▶ What the task requires
Filter the entries down to the lines containing "bool", and copy those lines.

▶ Data under study

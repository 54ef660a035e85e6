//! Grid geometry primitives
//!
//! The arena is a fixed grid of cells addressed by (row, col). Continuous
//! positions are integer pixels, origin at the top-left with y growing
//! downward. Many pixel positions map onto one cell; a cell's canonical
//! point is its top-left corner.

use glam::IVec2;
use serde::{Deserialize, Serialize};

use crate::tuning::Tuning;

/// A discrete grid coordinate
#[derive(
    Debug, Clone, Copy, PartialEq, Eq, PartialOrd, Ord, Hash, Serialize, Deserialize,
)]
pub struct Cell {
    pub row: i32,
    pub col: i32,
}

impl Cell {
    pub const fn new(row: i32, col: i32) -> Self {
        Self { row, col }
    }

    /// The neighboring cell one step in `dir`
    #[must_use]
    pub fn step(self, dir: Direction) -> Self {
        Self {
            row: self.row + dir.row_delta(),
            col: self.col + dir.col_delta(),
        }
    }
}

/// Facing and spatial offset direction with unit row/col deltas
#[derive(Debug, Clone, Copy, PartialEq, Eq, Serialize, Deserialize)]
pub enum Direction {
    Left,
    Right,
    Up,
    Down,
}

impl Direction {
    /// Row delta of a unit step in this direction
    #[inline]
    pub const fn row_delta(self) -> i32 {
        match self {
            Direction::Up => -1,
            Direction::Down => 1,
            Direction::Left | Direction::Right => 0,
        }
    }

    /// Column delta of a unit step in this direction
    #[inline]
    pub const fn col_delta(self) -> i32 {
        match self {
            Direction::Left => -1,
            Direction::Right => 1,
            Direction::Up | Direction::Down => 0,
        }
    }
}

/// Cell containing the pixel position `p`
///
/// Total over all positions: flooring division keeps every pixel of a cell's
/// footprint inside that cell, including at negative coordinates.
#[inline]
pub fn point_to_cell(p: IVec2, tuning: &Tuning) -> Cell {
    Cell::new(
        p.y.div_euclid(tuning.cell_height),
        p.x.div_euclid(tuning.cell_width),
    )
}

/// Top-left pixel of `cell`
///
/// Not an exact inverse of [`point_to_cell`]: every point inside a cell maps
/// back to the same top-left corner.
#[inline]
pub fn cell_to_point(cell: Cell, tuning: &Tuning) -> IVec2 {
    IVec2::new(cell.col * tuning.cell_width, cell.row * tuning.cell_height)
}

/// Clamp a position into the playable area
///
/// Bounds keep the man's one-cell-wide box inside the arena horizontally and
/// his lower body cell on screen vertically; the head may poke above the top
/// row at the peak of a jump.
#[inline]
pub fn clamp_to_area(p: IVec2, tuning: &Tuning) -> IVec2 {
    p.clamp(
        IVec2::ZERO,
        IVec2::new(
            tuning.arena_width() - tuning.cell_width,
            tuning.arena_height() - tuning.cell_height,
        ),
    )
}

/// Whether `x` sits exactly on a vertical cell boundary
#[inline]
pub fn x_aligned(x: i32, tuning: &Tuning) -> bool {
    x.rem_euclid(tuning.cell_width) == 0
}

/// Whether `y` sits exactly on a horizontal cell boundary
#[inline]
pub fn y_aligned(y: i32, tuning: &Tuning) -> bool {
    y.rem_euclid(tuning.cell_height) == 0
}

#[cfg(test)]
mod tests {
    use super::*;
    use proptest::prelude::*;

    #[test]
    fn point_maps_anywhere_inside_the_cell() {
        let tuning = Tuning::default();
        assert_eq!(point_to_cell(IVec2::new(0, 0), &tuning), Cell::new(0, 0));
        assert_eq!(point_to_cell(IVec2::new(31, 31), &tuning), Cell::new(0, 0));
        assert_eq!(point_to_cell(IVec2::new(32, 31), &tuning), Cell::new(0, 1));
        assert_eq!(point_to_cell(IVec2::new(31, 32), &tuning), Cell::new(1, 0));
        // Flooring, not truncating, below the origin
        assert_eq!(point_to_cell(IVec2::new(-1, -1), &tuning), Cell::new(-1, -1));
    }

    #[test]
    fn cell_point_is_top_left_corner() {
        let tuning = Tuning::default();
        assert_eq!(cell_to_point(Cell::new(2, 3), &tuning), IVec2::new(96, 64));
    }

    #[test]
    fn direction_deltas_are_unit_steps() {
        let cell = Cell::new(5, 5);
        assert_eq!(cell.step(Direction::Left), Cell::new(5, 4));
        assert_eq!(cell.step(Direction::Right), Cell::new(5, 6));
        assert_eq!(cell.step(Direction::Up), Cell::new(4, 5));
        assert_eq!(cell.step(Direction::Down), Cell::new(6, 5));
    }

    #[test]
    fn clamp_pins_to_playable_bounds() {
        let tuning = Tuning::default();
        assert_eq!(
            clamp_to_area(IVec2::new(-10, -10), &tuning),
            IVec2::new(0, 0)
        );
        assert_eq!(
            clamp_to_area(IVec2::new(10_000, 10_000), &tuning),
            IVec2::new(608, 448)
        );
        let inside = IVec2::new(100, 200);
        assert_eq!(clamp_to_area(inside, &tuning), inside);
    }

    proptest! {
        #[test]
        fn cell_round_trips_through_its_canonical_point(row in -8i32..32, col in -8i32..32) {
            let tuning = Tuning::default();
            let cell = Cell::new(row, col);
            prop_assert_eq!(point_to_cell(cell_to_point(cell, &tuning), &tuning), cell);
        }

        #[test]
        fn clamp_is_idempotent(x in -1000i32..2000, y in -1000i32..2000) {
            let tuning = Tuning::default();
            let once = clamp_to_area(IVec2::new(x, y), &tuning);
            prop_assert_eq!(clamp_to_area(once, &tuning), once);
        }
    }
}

▶ Response area
pub fn x_aligned(x: i32, tuning: &Tuning) -> bool {
pub fn y_aligned(y: i32, tuning: &Tuning) -> bool {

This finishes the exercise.